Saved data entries
[Start of Attachment]

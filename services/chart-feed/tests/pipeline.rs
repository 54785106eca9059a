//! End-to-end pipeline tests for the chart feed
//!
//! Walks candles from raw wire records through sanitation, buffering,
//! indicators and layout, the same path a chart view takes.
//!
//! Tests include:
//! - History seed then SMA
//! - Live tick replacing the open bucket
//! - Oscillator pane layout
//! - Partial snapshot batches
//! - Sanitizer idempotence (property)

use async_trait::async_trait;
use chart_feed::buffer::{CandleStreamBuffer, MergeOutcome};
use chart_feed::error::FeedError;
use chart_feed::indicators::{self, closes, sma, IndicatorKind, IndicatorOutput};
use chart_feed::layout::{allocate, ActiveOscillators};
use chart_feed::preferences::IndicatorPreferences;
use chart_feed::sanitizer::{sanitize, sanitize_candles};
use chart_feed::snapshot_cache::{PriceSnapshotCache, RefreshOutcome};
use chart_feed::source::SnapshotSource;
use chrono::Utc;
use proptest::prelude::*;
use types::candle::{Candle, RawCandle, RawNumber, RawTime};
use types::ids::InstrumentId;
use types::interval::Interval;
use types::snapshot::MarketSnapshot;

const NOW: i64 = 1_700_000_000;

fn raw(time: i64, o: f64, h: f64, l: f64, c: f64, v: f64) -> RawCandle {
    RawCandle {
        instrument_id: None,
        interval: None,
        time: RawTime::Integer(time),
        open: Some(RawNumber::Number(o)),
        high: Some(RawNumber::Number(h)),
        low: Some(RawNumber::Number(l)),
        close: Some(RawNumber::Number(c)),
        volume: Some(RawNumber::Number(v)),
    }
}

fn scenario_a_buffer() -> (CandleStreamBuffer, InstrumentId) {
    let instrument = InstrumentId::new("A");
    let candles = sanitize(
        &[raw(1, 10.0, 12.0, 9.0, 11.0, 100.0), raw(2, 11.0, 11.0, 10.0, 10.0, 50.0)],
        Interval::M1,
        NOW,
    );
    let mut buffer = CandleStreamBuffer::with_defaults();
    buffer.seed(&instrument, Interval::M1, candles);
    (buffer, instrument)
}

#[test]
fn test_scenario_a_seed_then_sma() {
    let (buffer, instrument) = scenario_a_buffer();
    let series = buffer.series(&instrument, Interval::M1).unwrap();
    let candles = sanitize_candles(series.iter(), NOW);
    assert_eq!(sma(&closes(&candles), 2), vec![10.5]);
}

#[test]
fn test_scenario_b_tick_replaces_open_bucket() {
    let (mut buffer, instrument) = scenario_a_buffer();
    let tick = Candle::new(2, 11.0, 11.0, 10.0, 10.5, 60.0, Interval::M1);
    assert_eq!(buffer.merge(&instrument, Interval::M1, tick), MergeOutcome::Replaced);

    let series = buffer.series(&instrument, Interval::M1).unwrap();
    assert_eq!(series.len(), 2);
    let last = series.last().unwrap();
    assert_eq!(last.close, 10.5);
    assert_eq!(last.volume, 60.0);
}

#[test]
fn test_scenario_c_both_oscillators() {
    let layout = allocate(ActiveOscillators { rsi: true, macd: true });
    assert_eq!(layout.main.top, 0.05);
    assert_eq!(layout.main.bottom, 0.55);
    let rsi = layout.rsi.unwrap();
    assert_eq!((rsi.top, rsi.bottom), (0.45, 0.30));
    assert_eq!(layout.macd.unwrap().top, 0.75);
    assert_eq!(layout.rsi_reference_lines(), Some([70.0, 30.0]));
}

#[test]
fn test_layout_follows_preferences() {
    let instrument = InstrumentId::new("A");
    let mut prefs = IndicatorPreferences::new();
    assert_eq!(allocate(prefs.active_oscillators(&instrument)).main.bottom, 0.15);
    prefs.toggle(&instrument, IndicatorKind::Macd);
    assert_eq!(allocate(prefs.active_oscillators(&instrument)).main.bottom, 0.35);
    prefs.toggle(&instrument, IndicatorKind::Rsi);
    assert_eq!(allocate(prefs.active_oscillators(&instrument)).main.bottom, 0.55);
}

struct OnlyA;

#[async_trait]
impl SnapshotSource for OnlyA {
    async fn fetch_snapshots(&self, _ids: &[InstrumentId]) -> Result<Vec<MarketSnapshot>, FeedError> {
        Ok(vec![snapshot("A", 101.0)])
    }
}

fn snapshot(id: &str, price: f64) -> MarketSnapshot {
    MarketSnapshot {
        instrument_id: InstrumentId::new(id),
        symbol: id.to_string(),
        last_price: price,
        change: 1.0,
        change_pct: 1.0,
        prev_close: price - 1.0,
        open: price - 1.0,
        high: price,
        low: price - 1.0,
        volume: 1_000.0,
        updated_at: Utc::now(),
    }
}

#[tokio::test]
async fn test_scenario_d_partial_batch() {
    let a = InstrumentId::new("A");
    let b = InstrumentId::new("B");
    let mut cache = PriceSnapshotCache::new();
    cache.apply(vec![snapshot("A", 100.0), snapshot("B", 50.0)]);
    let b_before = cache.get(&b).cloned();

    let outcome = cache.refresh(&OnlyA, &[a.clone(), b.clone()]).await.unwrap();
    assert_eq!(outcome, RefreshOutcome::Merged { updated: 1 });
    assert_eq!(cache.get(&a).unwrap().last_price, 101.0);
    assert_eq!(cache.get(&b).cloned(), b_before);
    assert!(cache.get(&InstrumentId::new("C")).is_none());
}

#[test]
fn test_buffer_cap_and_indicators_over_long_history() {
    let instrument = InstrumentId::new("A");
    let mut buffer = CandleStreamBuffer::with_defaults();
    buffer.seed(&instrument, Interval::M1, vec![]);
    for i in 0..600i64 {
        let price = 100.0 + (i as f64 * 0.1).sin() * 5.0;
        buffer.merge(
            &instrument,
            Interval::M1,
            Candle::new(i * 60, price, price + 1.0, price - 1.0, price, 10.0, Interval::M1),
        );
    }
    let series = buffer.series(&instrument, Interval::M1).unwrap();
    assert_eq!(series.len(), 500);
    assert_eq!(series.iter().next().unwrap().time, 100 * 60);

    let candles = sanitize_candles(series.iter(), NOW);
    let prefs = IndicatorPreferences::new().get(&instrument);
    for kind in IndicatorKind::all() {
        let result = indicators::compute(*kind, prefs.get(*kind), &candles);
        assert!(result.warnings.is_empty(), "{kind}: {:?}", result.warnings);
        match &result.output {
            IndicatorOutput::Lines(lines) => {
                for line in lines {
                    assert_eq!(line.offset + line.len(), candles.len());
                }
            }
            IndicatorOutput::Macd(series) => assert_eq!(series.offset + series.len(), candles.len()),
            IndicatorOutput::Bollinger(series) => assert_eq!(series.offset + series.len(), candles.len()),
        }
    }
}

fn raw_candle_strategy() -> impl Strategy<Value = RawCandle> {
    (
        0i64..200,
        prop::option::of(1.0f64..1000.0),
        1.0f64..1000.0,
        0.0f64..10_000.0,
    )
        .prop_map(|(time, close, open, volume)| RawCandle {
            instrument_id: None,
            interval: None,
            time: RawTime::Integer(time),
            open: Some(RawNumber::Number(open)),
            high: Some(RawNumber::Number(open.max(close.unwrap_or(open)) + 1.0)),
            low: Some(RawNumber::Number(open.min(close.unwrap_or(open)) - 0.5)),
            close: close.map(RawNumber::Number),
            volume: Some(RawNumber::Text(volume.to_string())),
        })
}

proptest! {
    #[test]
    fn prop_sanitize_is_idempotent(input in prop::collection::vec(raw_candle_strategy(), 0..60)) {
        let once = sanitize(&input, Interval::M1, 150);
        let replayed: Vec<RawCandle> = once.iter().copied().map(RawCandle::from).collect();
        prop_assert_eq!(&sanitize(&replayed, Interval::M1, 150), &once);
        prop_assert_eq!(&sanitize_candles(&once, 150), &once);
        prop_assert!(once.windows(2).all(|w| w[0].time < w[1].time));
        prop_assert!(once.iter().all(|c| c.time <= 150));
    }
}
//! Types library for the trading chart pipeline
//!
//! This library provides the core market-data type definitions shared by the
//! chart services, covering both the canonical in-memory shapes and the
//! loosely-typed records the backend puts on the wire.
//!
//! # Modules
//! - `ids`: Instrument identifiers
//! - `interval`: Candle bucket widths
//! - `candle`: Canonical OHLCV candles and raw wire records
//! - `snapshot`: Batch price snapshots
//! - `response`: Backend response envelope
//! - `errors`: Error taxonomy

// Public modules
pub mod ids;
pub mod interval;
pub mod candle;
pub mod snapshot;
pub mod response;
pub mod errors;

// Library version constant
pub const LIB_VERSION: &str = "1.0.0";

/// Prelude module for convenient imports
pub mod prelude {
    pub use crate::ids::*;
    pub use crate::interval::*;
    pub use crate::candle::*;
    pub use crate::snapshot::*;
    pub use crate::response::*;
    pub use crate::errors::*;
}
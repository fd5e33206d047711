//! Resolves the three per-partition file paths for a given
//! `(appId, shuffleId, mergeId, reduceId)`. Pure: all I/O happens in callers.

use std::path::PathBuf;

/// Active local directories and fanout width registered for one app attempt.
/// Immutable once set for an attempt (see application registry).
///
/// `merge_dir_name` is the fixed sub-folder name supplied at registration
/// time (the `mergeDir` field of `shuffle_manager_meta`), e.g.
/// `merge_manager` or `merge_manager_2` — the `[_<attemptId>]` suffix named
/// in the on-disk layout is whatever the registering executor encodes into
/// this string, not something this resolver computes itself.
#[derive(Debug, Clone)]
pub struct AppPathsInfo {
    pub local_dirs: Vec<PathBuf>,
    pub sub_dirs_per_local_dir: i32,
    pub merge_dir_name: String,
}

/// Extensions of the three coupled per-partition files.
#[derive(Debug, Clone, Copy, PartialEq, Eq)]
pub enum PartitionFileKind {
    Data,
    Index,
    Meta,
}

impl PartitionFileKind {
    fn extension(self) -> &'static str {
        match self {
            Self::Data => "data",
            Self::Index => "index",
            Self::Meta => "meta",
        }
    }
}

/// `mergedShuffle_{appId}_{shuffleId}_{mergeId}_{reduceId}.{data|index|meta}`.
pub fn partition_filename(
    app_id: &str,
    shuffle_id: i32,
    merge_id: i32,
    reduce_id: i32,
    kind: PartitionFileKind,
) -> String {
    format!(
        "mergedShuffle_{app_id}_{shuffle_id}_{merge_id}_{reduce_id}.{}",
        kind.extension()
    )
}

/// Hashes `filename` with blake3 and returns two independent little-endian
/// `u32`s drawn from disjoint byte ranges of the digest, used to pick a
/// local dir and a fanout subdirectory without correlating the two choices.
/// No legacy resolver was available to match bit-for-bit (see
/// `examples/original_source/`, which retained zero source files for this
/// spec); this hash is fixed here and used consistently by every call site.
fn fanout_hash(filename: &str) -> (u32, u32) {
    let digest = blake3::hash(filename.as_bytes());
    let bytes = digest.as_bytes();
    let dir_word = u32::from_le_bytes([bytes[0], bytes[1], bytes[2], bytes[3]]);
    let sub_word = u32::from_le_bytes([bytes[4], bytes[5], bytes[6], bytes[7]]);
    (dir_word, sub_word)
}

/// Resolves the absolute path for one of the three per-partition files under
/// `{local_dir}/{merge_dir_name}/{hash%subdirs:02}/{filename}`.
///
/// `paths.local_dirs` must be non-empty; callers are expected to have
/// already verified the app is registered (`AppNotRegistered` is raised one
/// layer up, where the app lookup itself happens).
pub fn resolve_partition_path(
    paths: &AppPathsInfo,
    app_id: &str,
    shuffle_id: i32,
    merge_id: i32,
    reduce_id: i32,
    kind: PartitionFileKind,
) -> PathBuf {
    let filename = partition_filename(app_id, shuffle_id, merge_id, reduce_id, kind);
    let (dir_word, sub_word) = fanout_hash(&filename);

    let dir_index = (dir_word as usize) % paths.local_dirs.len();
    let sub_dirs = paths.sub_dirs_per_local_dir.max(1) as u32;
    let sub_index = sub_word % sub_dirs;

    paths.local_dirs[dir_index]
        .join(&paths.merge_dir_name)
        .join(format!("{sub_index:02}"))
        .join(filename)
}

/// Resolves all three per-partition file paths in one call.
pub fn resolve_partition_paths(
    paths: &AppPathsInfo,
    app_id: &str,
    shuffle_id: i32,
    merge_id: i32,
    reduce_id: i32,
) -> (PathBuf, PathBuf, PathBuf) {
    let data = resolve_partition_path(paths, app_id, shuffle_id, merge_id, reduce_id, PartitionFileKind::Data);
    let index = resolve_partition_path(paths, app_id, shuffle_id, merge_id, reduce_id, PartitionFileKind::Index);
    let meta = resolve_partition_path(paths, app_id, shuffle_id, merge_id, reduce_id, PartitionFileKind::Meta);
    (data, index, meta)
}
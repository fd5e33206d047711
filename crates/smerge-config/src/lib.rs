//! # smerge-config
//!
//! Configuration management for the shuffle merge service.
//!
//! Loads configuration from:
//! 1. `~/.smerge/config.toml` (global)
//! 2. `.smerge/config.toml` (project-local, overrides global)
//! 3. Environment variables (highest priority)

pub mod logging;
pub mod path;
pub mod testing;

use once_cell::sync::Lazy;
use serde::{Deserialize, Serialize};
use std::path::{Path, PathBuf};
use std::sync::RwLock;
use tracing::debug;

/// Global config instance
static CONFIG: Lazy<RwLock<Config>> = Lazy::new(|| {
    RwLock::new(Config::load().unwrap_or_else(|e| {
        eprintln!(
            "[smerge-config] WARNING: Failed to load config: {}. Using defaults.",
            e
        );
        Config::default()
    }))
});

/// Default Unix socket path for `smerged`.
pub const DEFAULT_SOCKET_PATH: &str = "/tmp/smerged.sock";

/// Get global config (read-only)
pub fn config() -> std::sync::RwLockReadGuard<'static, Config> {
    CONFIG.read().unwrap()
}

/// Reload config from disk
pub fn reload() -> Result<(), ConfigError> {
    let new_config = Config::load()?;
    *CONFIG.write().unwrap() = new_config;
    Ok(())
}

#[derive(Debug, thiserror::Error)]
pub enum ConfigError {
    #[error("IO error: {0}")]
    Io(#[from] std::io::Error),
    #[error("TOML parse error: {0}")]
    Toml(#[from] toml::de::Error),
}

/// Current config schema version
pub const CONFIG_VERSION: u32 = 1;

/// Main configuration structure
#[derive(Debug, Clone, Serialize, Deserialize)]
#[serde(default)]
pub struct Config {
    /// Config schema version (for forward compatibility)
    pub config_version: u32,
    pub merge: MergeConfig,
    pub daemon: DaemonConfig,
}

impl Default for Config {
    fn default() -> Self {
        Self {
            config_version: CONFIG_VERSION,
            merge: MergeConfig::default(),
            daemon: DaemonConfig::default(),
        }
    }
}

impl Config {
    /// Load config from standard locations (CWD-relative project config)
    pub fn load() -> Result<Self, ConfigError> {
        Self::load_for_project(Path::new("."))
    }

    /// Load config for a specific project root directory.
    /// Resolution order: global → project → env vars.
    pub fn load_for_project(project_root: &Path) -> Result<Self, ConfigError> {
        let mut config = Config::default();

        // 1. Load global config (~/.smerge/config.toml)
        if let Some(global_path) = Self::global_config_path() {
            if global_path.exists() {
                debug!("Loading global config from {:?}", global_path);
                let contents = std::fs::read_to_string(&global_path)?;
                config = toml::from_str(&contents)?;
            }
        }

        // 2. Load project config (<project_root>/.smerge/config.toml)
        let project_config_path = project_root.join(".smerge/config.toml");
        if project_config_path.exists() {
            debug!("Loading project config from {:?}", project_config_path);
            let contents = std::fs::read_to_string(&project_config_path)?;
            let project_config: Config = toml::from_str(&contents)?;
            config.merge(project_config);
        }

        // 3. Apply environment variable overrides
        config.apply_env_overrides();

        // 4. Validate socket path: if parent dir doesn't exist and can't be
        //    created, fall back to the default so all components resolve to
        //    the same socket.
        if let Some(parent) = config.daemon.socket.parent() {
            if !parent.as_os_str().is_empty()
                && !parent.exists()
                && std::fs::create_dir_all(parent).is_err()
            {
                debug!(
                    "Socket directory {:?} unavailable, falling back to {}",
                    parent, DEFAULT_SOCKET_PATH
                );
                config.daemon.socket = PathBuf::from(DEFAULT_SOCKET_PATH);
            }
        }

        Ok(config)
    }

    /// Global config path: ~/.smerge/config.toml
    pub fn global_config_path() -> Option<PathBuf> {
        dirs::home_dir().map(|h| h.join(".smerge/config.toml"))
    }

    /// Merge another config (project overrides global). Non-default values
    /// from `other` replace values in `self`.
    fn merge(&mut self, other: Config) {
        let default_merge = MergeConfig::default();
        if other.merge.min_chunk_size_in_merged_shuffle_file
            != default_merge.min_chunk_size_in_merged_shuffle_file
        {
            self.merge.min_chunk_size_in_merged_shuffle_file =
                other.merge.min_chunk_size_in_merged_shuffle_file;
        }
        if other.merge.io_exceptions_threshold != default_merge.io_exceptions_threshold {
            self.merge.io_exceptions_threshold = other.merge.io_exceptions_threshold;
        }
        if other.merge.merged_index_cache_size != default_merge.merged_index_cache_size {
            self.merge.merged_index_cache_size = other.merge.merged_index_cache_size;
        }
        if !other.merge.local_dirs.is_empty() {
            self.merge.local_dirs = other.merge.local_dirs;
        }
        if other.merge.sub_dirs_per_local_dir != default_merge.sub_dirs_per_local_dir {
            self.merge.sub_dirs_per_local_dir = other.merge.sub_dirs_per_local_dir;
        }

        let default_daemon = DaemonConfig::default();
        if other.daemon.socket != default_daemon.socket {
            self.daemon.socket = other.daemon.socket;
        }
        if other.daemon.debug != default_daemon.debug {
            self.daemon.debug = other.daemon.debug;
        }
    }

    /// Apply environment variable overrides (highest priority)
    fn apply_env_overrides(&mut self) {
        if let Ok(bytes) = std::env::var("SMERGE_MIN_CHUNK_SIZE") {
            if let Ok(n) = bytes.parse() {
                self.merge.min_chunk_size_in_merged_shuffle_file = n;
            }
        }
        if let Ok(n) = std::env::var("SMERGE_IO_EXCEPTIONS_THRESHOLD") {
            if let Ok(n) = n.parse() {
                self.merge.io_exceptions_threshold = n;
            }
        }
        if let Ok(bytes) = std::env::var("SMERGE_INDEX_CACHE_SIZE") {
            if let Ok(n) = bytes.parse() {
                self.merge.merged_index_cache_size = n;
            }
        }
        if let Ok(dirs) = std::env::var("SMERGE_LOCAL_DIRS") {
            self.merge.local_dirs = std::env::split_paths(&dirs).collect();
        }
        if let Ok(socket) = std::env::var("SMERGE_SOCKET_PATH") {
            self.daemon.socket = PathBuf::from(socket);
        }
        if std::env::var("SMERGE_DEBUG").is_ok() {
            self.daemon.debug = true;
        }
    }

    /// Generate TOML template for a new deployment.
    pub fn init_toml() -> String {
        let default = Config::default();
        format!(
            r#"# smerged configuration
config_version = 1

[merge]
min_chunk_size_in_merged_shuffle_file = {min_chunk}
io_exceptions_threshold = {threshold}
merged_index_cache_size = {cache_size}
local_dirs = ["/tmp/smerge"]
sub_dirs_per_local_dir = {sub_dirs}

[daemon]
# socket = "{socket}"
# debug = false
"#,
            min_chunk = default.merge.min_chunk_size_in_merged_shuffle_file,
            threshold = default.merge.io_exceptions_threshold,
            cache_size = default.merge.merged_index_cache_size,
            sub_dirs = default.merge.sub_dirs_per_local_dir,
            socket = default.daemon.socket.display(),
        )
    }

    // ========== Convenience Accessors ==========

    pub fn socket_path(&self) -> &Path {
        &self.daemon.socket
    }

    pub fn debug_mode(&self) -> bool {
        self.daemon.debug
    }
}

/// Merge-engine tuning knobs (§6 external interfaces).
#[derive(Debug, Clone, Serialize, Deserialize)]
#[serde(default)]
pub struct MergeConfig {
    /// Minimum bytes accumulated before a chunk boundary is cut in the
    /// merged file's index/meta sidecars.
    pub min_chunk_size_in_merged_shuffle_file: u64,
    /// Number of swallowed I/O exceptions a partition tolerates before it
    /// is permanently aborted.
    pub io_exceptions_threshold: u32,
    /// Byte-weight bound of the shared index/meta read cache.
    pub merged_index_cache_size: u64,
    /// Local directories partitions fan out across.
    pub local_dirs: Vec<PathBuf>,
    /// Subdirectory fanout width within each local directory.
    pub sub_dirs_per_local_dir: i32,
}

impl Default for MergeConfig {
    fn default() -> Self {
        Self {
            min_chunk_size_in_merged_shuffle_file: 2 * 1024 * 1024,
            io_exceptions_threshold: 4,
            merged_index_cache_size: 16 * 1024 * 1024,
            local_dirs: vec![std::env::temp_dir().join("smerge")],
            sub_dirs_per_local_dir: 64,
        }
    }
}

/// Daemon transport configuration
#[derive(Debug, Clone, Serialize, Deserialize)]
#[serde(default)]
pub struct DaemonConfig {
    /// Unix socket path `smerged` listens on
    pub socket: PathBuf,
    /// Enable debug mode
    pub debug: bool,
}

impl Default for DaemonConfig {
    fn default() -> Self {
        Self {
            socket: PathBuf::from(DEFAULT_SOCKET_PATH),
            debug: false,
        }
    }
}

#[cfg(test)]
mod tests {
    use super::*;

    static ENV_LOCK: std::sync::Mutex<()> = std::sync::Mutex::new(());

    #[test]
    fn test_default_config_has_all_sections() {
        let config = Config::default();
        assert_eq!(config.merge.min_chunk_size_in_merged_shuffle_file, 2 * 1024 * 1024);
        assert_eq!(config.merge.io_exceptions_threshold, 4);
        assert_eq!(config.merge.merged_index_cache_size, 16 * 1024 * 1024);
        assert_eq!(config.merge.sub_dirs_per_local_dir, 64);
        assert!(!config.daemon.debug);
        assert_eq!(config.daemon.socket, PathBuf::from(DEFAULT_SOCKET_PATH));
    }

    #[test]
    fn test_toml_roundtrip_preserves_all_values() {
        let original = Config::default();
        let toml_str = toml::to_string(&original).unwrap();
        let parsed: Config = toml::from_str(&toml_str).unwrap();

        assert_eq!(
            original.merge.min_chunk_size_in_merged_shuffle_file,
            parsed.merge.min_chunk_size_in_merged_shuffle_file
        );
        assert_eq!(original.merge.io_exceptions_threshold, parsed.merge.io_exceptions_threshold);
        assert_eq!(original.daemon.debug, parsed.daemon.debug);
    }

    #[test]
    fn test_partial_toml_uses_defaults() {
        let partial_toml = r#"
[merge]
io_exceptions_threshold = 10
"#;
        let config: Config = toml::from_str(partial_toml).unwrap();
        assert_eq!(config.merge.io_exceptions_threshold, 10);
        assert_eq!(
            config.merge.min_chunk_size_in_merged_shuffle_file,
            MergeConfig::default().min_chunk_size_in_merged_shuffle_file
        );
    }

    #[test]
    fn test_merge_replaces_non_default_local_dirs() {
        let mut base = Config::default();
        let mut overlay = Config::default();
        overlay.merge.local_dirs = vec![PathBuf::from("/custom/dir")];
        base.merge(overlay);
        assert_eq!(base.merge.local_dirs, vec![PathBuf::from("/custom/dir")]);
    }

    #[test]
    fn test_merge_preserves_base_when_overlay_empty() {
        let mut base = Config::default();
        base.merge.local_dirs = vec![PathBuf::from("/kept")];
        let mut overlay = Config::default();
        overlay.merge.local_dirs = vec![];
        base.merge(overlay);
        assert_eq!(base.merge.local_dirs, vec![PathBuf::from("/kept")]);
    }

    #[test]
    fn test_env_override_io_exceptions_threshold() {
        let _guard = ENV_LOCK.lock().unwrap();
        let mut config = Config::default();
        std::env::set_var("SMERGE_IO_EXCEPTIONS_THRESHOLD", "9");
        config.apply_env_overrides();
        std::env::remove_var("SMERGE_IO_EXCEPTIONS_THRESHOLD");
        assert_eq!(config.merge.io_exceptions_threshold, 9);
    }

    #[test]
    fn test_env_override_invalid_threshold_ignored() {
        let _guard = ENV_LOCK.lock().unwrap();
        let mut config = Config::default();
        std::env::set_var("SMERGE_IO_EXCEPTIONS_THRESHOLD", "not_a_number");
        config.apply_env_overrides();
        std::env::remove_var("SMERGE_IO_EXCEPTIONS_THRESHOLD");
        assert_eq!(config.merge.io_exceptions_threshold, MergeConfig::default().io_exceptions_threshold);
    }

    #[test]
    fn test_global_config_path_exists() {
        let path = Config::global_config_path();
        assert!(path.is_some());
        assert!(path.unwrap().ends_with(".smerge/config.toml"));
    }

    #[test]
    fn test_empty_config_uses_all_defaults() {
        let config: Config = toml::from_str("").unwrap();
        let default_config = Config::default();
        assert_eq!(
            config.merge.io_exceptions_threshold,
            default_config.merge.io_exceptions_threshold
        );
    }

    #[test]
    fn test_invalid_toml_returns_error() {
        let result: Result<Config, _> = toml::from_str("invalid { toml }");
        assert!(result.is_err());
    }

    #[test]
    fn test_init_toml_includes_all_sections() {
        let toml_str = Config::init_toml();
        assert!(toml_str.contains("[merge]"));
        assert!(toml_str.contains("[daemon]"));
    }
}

[End of Attachment]

Could you return exactly the lines above from the line with "min_chunk_size_in_merged_shuffle_file: 2 *" to the line with "use super::*;", both included, and nothing else?

            min_chunk_size_in_merged_shuffle_file: 2 * 1024 * 1024,
            io_exceptions_threshold: 4,
            merged_index_cache_size: 16 * 1024 * 1024,
            local_dirs: vec![std::env::temp_dir().join("smerge")],
            sub_dirs_per_local_dir: 64,
        }
    }
}

/// Daemon transport configuration
#[derive(Debug, Clone, Serialize, Deserialize)]
#[serde(default)]
pub struct DaemonConfig {
    /// Unix socket path `smerged` listens on
    pub socket: PathBuf,
    /// Enable debug mode
    pub debug: bool,
}

impl Default for DaemonConfig {
    fn default() -> Self {
        Self {
            socket: PathBuf::from(DEFAULT_SOCKET_PATH),
            debug: false,
        }
    }
}

#[cfg(test)]
mod tests {
    use super::*;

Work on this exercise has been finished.